**Data to process**
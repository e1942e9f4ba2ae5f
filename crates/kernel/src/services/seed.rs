//! Sample catalog data.

use tracing::info;

use crate::catalog::{CatalogStore, StoreResult};
use crate::models::NewBook;

const AUTHORS: [&str; 5] = [
    "George Orwell",
    "J.K. Rowling",
    "Harper Lee",
    "F. Scott Fitzgerald",
    "Jane Austen",
];

/// `(title, publication_year, index into AUTHORS)`.
const BOOKS: [(&str, i32, usize); 8] = [
    ("1984", 1949, 0),
    ("Animal Farm", 1945, 0),
    ("Harry Potter and the Philosopher's Stone", 1997, 1),
    ("Harry Potter and the Chamber of Secrets", 1998, 1),
    ("To Kill a Mockingbird", 1960, 2),
    ("The Great Gatsby", 1925, 3),
    ("Pride and Prejudice", 1813, 4),
    ("Emma", 1815, 4),
];

/// Rows touched by [`populate`].
#[derive(Debug, Clone, Copy, PartialEq, Eq, Default)]
pub struct SeedReport {
    pub authors_created: usize,
    pub books_created: usize,
}

/// Insert the sample authors and books, skipping rows that already exist.
pub async fn populate(store: &dyn CatalogStore) -> StoreResult<SeedReport> {
    info!("creating sample authors and books");
    let mut report = SeedReport::default();

    let mut authors = Vec::with_capacity(AUTHORS.len());
    for name in AUTHORS {
        let (author, created) = store.find_or_create_author(name).await?;
        if created {
            report.authors_created += 1;
            info!(author = %author.name, "created author");
        } else {
            info!(author = %author.name, "author already exists");
        }
        authors.push(author);
    }

    for (title, year, index) in BOOKS {
        let Some(author) = authors.get(index) else {
            continue;
        };
        let (book, created) = store
            .find_or_create_book(&NewBook::new(title, year, author.id))
            .await?;
        if created {
            report.books_created += 1;
            info!(book = %book.title, author = %author.name, "created book");
        } else {
            info!(book = %book.title, author = %author.name, "book already exists");
        }
    }

    info!(
        authors = authors.len(),
        books = BOOKS.len(),
        "populated catalog with sample data"
    );
    Ok(report)
}

#[cfg(test)]
#[allow(clippy::unwrap_used, clippy::expect_used)]
mod tests {
    use super::*;
    use crate::catalog::MemoryCatalog;
    use crate::query::{ComposedQuery, Entity};

    #[tokio::test]
    async fn populate_is_idempotent() {
        let catalog = MemoryCatalog::new();

        let first = populate(&catalog).await.unwrap();
        assert_eq!(
            first,
            SeedReport {
                authors_created: 5,
                books_created: 8
            }
        );

        let second = populate(&catalog).await.unwrap();
        assert_eq!(second, SeedReport::default());

        let books = catalog.count(&ComposedQuery::new(Entity::Book)).await.unwrap();
        assert_eq!(books, 8);
    }
}
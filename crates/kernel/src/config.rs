//! Configuration loaded from environment variables.

use std::env;

use anyhow::{Context, Result};

/// Application configuration.
#[derive(Debug, Clone)]
pub struct Config {
    /// HTTP server port (default: 3000).
    pub port: u16,

    /// PostgreSQL connection URL. When None, the catalog lives in memory.
    pub database_url: Option<String>,

    /// Maximum database connections in pool (default: 10).
    pub database_max_connections: u32,

    /// CORS allowed origins (comma-separated, default: "*").
    pub cors_allowed_origins: Vec<String>,

    /// Bearer tokens allowed to create, update and delete.
    pub api_tokens: Vec<String>,
}

impl Config {
    /// Load configuration from environment variables.
    pub fn from_env() -> Result<Self> {
        let port = env::var("PORT")
            .unwrap_or_else(|_| "3000".to_string())
            .parse()
            .context("PORT must be a valid u16")?;

        let database_url = env::var("DATABASE_URL").ok().filter(|url| !url.trim().is_empty());

        let database_max_connections = env::var("DATABASE_MAX_CONNECTIONS")
            .unwrap_or_else(|_| "10".to_string())
            .parse()
            .context("DATABASE_MAX_CONNECTIONS must be a valid u32")?;

        let cors_allowed_origins = env::var("CORS_ALLOWED_ORIGINS")
            .map(|v| comma_list(&v))
            .unwrap_or_else(|_| vec!["*".to_string()]);

        let api_tokens = env::var("API_TOKENS")
            .map(|v| comma_list(&v))
            .unwrap_or_default();

        Ok(Self {
            port,
            database_url,
            database_max_connections,
            cors_allowed_origins,
            api_tokens,
        })
    }

    /// The configured database URL, for work that must outlive the process.
    pub fn require_database_url(&self) -> Result<&str> {
        self.database_url
            .as_deref()
            .context("DATABASE_URL environment variable is required")
    }
}

fn comma_list(value: &str) -> Vec<String> {
    value
        .split(',')
        .map(|s| s.trim().to_string())
        .filter(|s| !s.is_empty())
        .collect()
}
//! HTTP route handlers.

pub mod author;
pub mod book;
pub mod health;
pub mod stats;

use axum::Router;
use serde::Serialize;
use tower_http::trace::TraceLayer;

use crate::middleware::require_api_token;
use crate::state::AppState;

/// Body of create, update and delete responses.
#[derive(Debug, Serialize)]
pub struct MessageResponse<T> {
    pub message: String,
    #[serde(skip_serializing_if = "Option::is_none")]
    pub data: Option<T>,
}

impl<T> MessageResponse<T> {
    pub fn with_data(message: impl Into<String>, data: T) -> Self {
        Self {
            message: message.into(),
            data: Some(data),
        }
    }
}

impl MessageResponse<()> {
    pub fn message(message: impl Into<String>) -> Self {
        Self {
            message: message.into(),
            data: None,
        }
    }
}

/// Every catalog route, with write authentication and request tracing.
pub fn app(state: AppState) -> Router {
    Router::new()
        .merge(health::router())
        .merge(book::router())
        .merge(author::router())
        .merge(stats::router())
        .layer(axum::middleware::from_fn_with_state(
            state.clone(),
            require_api_token,
        ))
        .layer(TraceLayer::new_for_http())
        .with_state(state)
}
//! Author models.

use serde::{Deserialize, Serialize};

use super::book::{BookSummary, FieldError};

/// A stored author.
#[derive(Debug, Clone, PartialEq, Eq, Serialize, Deserialize, sqlx::FromRow)]
pub struct Author {
    pub id: i64,
    pub name: String,
}

/// An author as returned by listings and detail lookups.
///
/// Aggregates are present only when the query computed them.
#[derive(Debug, Clone, PartialEq, Eq, Serialize)]
pub struct AuthorRecord {
    #[serde(flatten)]
    pub author: Author,

    /// Number of books by this author.
    #[serde(skip_serializing_if = "Option::is_none")]
    pub books_count: Option<i64>,

    /// Most recent publication year, `None` when the author has no books.
    #[serde(skip_serializing_if = "Option::is_none")]
    pub latest_book_year: Option<i32>,

    /// Books by this author, filled when prefetched.
    pub books: Vec<BookSummary>,
}

impl AuthorRecord {
    pub fn new(author: Author) -> Self {
        Self {
            author,
            books_count: None,
            latest_book_year: None,
            books: Vec::new(),
        }
    }
}

/// Input for creating an author.
#[derive(Debug, Clone, Deserialize)]
pub struct NewAuthor {
    pub name: String,
}

impl NewAuthor {
    pub fn new(name: impl Into<String>) -> Self {
        Self { name: name.into() }
    }

    pub fn validate(&self) -> Result<(), FieldError> {
        if self.name.trim().is_empty() {
            return Err(FieldError::new("name", "This field may not be blank."));
        }
        Ok(())
    }
}
//! Application state shared across all handlers.

use std::sync::Arc;

use anyhow::{Context, Result};
use subtle::ConstantTimeEq;
use tracing::{info, warn};

use crate::catalog::{CatalogStore, MemoryCatalog, PgCatalog};
use crate::config::Config;
use crate::db;
use crate::query::ListEndpoint;
use crate::services::Reporter;

/// Shared application state.
///
/// Wrapped in Arc internally so Clone is cheap.
#[derive(Clone)]
pub struct AppState {
    inner: Arc<AppStateInner>,
}

struct AppStateInner {
    /// Catalog storage backend.
    catalog: Arc<dyn CatalogStore>,

    /// `/books/` listing composer.
    books: ListEndpoint,

    /// `/authors/` listing composer.
    authors: ListEndpoint,

    reporter: Reporter,

    /// Bearer tokens accepted for writes.
    api_tokens: Vec<String>,
}

impl AppState {
    /// Connect the configured store and build every endpoint.
    pub async fn new(config: &Config) -> Result<Self> {
        let catalog: Arc<dyn CatalogStore> = if config.database_url.is_some() {
            let pool = db::create_pool(config).await?;
            db::run_migrations(&pool).await?;
            info!("connected to PostgreSQL catalog");
            Arc::new(PgCatalog::new(pool))
        } else {
            warn!("DATABASE_URL not set; using an in-memory catalog");
            Arc::new(MemoryCatalog::new())
        };

        if config.api_tokens.is_empty() {
            warn!("API_TOKENS not set; all write requests will be rejected");
        }

        Self::with_catalog(catalog, config.api_tokens.clone())
    }

    /// Build state around an existing store.
    ///
    /// Fails if any listing or report is declared inconsistently.
    pub fn with_catalog(catalog: Arc<dyn CatalogStore>, api_tokens: Vec<String>) -> Result<Self> {
        let books = ListEndpoint::books().context("invalid book listing")?;
        let authors = ListEndpoint::authors().context("invalid author listing")?;
        let reporter = Reporter::new().context("invalid reporter filters")?;

        Ok(Self {
            inner: Arc::new(AppStateInner {
                catalog,
                books,
                authors,
                reporter,
                api_tokens,
            }),
        })
    }

    /// Get the catalog store.
    pub fn catalog(&self) -> &dyn CatalogStore {
        self.inner.catalog.as_ref()
    }

    pub fn books(&self) -> &ListEndpoint {
        &self.inner.books
    }

    pub fn authors(&self) -> &ListEndpoint {
        &self.inner.authors
    }

    pub fn reporter(&self) -> &Reporter {
        &self.inner.reporter
    }

    /// Whether `token` is one of the configured API tokens.
    pub fn token_is_valid(&self, token: &str) -> bool {
        self.inner
            .api_tokens
            .iter()
            .fold(false, |found, known| {
                found | bool::from(known.as_bytes().ct_eq(token.as_bytes()))
            })
    }

    /// Check if the catalog store is reachable.
    pub async fn catalog_healthy(&self) -> bool {
        self.inner.catalog.is_healthy().await
    }
}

**Task prompt**
Every line in the listing that holds the string "struct" should be copied out.

**Answer to the exercise**
pub struct SeedReport {
pub struct Config {
pub struct MessageResponse<T> {
pub struct Author {
pub struct AuthorRecord {
pub struct NewAuthor {
pub struct AppState {
struct AppStateInner {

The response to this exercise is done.